### Try it
Which lines of the listing hold the string "wraps"? Show each of them.

### Study material
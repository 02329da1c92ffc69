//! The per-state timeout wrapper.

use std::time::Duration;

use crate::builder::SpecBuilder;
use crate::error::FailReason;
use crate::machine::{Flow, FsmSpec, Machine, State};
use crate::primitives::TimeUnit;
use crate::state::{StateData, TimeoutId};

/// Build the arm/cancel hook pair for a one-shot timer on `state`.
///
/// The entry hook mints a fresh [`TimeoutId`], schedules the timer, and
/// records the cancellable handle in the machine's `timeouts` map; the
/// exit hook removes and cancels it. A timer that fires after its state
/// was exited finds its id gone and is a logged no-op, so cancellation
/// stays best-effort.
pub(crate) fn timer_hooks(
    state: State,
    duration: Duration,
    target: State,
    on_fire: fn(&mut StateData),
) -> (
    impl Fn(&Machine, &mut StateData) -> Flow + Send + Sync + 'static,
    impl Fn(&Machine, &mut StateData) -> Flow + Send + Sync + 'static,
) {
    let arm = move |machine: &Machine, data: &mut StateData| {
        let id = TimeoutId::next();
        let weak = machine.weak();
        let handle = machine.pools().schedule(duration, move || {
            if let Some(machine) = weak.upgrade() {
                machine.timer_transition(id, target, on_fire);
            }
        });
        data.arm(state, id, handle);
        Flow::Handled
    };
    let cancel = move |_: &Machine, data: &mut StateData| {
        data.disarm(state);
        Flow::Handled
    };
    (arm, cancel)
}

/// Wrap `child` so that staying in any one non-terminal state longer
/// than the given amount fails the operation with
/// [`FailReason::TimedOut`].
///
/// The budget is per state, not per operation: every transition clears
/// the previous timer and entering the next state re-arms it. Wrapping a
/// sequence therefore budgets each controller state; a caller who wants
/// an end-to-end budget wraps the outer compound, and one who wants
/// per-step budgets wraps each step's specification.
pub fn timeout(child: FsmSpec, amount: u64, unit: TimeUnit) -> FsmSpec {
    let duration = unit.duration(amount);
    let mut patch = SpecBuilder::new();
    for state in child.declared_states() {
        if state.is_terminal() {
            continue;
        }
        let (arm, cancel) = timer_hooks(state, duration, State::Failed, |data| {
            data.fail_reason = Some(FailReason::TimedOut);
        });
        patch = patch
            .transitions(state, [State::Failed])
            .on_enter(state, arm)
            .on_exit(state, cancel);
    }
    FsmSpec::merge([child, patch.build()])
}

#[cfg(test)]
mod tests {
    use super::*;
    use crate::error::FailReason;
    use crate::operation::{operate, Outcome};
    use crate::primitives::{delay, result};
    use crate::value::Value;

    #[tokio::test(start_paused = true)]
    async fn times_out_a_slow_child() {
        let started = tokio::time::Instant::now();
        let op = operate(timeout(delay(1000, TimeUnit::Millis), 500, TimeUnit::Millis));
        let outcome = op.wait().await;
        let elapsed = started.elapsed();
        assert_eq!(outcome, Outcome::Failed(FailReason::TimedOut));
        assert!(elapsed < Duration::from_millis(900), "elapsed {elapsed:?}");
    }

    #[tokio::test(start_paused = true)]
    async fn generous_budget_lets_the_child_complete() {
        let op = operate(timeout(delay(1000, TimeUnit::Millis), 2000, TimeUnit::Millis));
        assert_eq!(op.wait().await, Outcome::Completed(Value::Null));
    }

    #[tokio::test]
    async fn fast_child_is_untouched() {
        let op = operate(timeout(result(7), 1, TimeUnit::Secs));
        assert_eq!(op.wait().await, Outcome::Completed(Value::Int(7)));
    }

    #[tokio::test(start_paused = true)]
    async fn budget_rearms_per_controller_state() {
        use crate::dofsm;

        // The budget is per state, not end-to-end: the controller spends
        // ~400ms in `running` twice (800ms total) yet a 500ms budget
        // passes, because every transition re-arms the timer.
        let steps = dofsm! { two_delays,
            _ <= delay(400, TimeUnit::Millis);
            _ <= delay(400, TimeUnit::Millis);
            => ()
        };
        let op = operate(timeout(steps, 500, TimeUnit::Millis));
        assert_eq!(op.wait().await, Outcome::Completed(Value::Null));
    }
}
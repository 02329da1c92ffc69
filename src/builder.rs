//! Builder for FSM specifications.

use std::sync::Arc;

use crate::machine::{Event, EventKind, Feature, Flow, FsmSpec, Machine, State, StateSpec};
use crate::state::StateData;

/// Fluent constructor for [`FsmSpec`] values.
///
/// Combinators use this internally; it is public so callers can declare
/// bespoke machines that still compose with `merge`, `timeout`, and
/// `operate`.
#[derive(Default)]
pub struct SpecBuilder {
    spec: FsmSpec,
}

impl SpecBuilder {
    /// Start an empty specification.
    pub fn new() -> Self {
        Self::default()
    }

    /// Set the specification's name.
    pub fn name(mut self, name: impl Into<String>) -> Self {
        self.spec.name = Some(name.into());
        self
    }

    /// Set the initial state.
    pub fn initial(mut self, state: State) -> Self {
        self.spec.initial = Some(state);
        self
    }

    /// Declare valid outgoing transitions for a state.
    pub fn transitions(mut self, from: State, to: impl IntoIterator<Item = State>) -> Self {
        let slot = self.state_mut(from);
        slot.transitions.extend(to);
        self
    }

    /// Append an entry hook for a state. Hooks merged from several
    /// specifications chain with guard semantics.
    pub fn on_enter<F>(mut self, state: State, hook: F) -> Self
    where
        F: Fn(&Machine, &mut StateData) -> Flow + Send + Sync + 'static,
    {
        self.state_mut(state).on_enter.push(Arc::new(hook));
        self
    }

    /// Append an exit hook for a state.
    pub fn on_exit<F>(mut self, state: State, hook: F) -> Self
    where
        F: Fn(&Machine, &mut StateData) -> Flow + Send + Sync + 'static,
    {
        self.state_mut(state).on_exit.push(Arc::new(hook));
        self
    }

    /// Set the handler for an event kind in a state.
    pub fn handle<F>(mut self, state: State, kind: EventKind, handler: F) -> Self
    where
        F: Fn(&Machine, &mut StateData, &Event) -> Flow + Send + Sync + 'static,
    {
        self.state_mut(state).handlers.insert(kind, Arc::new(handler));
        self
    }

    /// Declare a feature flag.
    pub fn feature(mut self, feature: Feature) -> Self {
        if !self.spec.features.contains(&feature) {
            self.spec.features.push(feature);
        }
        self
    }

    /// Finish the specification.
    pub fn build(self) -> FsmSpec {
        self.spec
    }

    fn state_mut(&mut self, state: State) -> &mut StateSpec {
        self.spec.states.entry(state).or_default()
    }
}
* * *
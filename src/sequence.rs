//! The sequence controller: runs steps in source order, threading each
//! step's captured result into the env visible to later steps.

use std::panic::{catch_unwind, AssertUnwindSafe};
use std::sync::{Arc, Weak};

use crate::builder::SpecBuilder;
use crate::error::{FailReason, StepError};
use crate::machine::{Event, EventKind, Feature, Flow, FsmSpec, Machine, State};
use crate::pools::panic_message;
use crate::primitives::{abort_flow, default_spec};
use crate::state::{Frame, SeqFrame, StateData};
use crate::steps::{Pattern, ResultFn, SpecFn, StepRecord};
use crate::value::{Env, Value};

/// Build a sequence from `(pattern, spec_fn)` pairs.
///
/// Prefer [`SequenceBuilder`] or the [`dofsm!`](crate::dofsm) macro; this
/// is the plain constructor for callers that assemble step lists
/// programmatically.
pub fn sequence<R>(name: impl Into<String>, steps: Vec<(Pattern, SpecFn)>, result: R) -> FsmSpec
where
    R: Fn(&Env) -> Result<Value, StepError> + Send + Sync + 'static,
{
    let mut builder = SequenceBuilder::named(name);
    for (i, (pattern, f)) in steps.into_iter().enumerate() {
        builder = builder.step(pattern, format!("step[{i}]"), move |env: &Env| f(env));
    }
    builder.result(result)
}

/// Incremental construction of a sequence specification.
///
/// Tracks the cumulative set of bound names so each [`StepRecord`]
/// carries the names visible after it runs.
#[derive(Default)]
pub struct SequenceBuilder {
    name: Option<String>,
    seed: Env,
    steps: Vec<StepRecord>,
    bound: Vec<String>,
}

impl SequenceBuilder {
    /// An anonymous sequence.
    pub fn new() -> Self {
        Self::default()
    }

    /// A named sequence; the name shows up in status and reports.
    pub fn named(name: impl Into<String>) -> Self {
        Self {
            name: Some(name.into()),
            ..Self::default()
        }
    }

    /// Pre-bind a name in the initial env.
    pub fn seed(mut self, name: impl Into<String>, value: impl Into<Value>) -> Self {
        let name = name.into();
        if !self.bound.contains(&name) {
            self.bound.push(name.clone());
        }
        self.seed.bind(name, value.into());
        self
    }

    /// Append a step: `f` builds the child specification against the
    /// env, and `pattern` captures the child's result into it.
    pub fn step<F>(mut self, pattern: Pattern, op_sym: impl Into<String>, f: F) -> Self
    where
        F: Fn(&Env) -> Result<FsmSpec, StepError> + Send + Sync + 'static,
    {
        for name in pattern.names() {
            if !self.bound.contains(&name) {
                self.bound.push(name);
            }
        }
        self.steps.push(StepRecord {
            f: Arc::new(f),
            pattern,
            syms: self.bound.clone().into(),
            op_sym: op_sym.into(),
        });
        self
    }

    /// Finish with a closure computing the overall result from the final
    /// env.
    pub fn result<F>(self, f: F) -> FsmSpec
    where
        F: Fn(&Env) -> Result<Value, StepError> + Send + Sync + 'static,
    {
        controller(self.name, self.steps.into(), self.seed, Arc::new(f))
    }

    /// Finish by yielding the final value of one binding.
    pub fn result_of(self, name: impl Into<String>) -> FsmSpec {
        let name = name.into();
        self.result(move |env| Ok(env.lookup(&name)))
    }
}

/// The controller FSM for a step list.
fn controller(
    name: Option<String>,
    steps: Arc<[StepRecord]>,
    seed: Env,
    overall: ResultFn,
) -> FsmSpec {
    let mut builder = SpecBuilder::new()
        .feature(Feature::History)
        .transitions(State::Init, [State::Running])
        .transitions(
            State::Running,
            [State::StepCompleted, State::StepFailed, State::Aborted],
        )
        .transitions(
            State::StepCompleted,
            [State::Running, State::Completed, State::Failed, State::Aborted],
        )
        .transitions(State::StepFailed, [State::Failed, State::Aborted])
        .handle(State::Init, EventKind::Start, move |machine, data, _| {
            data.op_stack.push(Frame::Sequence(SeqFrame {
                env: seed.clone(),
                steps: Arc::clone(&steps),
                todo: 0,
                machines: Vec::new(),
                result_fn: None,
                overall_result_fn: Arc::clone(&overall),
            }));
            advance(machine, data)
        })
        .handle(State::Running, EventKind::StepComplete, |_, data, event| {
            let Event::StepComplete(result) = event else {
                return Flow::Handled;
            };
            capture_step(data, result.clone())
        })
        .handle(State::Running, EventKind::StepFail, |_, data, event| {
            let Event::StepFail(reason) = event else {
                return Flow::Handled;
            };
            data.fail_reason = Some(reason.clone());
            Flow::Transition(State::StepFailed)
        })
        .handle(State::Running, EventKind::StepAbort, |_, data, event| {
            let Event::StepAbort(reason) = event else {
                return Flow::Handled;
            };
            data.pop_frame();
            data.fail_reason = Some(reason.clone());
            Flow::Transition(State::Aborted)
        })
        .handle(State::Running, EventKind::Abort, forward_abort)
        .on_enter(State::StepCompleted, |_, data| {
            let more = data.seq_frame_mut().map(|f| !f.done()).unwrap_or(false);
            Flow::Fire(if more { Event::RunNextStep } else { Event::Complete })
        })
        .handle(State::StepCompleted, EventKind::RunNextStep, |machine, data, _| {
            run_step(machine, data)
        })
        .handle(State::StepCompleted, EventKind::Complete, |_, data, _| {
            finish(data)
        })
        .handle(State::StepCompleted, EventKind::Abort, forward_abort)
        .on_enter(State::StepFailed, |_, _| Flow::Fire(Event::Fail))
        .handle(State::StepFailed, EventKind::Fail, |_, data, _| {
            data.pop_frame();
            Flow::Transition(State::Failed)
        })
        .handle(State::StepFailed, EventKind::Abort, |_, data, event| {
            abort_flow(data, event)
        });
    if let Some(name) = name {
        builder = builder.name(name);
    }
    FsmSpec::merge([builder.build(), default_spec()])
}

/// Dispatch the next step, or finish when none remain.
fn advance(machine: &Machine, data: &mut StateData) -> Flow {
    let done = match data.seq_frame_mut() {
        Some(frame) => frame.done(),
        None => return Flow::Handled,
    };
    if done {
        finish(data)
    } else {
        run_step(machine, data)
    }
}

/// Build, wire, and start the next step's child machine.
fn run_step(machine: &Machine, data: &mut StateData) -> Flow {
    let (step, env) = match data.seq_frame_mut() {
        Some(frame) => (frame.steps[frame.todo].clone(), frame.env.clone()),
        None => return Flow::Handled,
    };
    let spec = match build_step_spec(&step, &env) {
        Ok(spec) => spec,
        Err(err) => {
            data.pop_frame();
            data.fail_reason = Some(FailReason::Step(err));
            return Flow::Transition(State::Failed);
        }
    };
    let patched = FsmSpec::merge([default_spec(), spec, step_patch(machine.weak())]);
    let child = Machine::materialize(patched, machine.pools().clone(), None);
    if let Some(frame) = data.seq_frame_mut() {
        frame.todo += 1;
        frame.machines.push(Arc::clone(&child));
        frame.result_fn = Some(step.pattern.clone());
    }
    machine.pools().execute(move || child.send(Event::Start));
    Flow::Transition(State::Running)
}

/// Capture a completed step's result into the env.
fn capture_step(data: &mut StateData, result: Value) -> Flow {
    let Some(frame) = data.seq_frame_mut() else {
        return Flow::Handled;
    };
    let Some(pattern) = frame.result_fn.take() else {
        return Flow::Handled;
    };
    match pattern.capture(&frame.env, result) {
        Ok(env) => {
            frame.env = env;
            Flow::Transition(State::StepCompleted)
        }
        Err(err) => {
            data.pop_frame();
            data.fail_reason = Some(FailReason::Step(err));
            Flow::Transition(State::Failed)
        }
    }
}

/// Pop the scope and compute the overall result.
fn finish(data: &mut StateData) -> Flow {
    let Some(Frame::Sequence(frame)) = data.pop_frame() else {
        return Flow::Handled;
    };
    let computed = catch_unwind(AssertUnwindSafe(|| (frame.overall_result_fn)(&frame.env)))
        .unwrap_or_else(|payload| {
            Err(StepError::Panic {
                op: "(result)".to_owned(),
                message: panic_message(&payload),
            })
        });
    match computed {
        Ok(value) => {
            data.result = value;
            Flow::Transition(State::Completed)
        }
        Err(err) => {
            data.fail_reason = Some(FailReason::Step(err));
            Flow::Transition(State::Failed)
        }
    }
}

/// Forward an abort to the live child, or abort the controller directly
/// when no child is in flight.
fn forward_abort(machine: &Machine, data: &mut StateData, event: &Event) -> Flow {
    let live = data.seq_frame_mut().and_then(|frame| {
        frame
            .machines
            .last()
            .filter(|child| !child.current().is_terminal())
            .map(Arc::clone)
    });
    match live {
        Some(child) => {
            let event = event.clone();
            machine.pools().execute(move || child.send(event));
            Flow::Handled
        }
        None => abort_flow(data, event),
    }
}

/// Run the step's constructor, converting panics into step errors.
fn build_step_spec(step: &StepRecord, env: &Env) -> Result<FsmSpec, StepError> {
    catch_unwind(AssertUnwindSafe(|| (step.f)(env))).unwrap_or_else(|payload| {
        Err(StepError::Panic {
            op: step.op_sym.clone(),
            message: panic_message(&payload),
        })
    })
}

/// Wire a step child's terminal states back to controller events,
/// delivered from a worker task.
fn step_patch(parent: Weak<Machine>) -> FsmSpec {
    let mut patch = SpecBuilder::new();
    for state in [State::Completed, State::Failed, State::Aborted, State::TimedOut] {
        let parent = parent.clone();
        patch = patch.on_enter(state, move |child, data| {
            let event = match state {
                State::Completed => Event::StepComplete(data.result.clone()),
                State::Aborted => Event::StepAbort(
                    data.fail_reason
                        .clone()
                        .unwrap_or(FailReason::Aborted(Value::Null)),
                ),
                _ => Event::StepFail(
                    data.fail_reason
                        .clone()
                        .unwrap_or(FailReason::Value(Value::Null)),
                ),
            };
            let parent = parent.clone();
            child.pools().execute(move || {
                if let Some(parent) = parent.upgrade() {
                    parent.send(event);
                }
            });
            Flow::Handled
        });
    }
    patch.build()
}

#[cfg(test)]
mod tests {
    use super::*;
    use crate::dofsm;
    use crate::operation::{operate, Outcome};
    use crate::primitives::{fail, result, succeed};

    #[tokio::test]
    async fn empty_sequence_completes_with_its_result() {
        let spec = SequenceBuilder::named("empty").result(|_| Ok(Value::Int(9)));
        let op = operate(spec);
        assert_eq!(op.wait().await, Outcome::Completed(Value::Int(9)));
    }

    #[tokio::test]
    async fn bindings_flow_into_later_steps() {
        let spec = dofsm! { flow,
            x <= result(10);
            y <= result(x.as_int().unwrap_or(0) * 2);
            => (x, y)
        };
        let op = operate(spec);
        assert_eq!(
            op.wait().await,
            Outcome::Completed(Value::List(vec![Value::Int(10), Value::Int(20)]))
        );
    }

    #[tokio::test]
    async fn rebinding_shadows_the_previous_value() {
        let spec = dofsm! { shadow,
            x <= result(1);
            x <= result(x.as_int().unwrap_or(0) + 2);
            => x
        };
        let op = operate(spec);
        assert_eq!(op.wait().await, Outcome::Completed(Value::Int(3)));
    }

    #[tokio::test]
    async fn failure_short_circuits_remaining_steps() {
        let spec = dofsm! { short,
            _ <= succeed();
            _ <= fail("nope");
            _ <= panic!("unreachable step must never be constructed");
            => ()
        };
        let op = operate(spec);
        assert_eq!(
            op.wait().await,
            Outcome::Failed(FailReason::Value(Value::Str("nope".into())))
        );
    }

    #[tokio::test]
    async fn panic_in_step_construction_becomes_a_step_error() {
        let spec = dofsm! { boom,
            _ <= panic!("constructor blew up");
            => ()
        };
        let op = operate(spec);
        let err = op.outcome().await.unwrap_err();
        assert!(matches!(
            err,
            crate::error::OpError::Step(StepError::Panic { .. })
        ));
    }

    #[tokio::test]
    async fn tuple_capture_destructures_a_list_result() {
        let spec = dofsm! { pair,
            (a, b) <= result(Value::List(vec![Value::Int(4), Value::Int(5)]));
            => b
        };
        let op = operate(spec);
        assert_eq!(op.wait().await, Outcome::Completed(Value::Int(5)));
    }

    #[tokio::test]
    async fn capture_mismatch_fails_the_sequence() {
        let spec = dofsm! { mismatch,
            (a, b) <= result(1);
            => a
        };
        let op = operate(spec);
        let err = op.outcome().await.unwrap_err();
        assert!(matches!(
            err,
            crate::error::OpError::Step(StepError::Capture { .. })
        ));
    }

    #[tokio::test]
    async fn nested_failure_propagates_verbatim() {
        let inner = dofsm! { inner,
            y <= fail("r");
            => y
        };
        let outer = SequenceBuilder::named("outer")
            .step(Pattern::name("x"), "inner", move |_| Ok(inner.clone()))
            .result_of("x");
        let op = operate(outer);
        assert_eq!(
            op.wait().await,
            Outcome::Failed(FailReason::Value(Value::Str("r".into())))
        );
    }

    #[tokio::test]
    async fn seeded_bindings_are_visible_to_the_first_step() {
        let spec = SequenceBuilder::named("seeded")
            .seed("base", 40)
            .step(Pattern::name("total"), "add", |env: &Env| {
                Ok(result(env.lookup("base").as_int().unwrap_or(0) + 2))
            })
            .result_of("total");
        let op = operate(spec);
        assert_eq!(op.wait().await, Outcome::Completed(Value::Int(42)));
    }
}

### Answer to this exercise
/// an end-to-end budget wraps the outer compound, and one who wants
/// per-step budgets wraps each step's specification.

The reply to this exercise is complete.